### What to do
In the entries below, every line with the string "process" is to be reported.

### Data provided
========================

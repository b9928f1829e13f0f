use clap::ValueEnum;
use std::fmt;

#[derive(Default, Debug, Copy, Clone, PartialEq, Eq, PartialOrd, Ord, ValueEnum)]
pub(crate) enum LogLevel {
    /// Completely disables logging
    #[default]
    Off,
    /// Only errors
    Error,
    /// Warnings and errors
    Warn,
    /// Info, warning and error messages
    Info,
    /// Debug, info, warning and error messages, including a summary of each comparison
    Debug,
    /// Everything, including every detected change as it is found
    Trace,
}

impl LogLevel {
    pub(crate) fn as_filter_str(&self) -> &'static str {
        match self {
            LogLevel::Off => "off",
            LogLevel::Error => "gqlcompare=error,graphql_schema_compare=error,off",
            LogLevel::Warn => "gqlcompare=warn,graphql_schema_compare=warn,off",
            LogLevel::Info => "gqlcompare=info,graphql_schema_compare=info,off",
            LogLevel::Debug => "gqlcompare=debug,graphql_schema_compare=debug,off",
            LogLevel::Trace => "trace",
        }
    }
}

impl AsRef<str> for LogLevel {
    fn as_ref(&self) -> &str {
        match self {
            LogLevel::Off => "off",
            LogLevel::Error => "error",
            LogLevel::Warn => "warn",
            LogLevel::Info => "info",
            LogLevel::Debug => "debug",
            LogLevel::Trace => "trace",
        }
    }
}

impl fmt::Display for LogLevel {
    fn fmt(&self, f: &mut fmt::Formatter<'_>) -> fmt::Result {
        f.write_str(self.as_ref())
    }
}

========================

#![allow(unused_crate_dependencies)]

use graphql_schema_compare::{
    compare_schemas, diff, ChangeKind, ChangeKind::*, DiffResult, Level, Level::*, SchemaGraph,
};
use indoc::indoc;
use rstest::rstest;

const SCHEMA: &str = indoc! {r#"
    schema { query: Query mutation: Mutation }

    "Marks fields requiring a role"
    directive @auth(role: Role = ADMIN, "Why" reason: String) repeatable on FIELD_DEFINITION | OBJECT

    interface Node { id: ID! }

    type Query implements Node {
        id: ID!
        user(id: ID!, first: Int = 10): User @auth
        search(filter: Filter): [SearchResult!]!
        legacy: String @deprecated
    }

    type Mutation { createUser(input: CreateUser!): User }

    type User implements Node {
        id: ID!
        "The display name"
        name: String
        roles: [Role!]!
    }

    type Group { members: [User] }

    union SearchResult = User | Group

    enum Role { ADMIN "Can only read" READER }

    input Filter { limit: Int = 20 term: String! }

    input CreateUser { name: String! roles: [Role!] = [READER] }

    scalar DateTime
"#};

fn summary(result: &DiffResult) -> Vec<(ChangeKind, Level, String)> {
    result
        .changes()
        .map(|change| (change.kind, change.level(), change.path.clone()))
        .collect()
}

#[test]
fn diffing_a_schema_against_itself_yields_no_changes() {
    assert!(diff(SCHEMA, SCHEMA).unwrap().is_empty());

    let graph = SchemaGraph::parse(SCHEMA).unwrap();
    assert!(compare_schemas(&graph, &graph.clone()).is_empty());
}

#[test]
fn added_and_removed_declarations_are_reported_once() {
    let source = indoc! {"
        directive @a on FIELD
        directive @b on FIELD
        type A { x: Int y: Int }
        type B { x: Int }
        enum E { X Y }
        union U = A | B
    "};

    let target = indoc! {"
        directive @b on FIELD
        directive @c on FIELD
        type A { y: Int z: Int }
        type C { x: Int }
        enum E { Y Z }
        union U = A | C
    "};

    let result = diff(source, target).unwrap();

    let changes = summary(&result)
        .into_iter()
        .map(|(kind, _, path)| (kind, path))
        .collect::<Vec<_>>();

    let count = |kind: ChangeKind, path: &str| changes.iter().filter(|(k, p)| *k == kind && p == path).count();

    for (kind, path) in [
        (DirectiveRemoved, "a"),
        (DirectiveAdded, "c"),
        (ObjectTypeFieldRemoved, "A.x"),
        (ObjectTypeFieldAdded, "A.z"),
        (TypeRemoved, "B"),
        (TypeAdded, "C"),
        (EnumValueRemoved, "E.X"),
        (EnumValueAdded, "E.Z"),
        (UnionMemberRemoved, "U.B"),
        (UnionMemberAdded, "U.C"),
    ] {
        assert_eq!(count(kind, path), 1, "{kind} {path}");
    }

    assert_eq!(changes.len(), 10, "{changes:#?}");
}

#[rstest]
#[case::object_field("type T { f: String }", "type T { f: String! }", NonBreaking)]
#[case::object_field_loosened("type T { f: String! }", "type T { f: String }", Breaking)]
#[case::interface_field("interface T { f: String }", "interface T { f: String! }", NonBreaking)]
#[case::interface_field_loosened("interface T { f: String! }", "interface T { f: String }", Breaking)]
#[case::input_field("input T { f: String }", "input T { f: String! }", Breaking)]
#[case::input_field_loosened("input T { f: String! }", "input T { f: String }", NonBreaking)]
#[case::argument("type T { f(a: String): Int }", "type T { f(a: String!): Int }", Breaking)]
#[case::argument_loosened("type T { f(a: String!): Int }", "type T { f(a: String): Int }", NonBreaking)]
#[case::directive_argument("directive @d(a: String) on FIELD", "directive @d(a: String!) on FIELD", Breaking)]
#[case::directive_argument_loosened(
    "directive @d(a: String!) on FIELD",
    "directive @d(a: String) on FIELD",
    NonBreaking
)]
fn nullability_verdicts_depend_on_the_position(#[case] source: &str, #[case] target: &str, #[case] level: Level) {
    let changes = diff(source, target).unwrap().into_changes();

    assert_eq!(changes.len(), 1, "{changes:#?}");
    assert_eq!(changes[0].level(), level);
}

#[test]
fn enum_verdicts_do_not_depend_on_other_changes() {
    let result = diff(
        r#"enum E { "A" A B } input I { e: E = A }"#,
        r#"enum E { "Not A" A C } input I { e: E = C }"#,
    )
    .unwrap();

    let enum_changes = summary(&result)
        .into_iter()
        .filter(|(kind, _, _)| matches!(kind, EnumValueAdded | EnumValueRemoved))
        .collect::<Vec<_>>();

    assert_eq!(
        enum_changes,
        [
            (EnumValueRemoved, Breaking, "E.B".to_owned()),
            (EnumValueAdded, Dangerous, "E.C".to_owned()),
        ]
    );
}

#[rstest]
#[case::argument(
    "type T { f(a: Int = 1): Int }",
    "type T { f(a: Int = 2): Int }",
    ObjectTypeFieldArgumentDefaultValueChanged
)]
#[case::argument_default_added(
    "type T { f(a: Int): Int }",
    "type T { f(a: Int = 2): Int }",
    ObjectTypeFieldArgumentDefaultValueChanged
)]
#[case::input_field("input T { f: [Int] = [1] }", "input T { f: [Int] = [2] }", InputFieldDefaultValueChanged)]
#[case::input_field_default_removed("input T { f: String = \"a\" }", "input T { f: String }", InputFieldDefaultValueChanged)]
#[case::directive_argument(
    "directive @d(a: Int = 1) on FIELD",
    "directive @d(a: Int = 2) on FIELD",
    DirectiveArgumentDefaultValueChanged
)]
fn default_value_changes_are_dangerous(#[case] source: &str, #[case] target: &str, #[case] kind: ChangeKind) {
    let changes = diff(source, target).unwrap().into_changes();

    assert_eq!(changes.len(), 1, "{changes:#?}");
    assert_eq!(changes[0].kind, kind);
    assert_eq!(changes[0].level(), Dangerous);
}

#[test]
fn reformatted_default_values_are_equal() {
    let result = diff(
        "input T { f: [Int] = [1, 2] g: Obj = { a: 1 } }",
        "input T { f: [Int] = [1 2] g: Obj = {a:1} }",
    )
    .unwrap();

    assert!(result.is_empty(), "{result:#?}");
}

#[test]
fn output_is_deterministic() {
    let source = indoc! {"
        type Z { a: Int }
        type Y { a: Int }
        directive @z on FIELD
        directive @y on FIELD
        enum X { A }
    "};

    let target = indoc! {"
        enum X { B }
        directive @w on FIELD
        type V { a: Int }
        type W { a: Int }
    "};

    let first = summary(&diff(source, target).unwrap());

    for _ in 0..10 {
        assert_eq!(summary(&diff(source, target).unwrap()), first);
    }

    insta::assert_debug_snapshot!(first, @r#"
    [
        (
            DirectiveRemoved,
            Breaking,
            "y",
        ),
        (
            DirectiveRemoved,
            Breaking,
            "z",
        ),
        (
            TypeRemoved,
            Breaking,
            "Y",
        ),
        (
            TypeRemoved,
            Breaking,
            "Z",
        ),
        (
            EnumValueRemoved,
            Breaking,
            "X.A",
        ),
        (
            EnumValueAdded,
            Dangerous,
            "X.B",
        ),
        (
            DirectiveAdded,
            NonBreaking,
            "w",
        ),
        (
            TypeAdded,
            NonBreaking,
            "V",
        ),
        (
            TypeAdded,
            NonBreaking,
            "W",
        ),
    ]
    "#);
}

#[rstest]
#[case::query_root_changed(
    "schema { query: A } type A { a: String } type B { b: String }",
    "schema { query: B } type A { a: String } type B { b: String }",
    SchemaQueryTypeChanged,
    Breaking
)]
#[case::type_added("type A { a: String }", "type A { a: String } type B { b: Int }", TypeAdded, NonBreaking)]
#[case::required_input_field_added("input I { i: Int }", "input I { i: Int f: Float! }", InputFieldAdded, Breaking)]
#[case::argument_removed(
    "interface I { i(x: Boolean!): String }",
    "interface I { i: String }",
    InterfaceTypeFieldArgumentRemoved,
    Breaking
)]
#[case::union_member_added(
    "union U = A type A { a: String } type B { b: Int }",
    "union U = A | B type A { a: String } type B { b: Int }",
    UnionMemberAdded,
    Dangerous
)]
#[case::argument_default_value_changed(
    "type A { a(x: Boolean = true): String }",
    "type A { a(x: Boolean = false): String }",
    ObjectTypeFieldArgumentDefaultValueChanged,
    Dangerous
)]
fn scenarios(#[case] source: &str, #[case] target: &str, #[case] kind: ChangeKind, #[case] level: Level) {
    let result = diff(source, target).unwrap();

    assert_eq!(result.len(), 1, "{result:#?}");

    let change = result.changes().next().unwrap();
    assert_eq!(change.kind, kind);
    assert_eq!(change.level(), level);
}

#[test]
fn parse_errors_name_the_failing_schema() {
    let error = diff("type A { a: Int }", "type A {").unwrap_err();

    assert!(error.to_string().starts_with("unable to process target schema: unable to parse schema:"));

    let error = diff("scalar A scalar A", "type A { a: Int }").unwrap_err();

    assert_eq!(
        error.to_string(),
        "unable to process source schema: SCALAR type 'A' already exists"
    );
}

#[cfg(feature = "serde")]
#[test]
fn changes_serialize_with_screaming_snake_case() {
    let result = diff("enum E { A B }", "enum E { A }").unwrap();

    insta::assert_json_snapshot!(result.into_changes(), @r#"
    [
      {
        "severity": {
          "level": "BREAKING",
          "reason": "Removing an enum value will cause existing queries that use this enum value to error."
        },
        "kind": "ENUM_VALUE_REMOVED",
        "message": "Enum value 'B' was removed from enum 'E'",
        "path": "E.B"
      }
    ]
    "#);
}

========================

### Task response
    assert!(error.to_string().starts_with("unable to process target schema: unable to parse schema:"));
        "unable to process source schema: SCALAR type 'A' already exists"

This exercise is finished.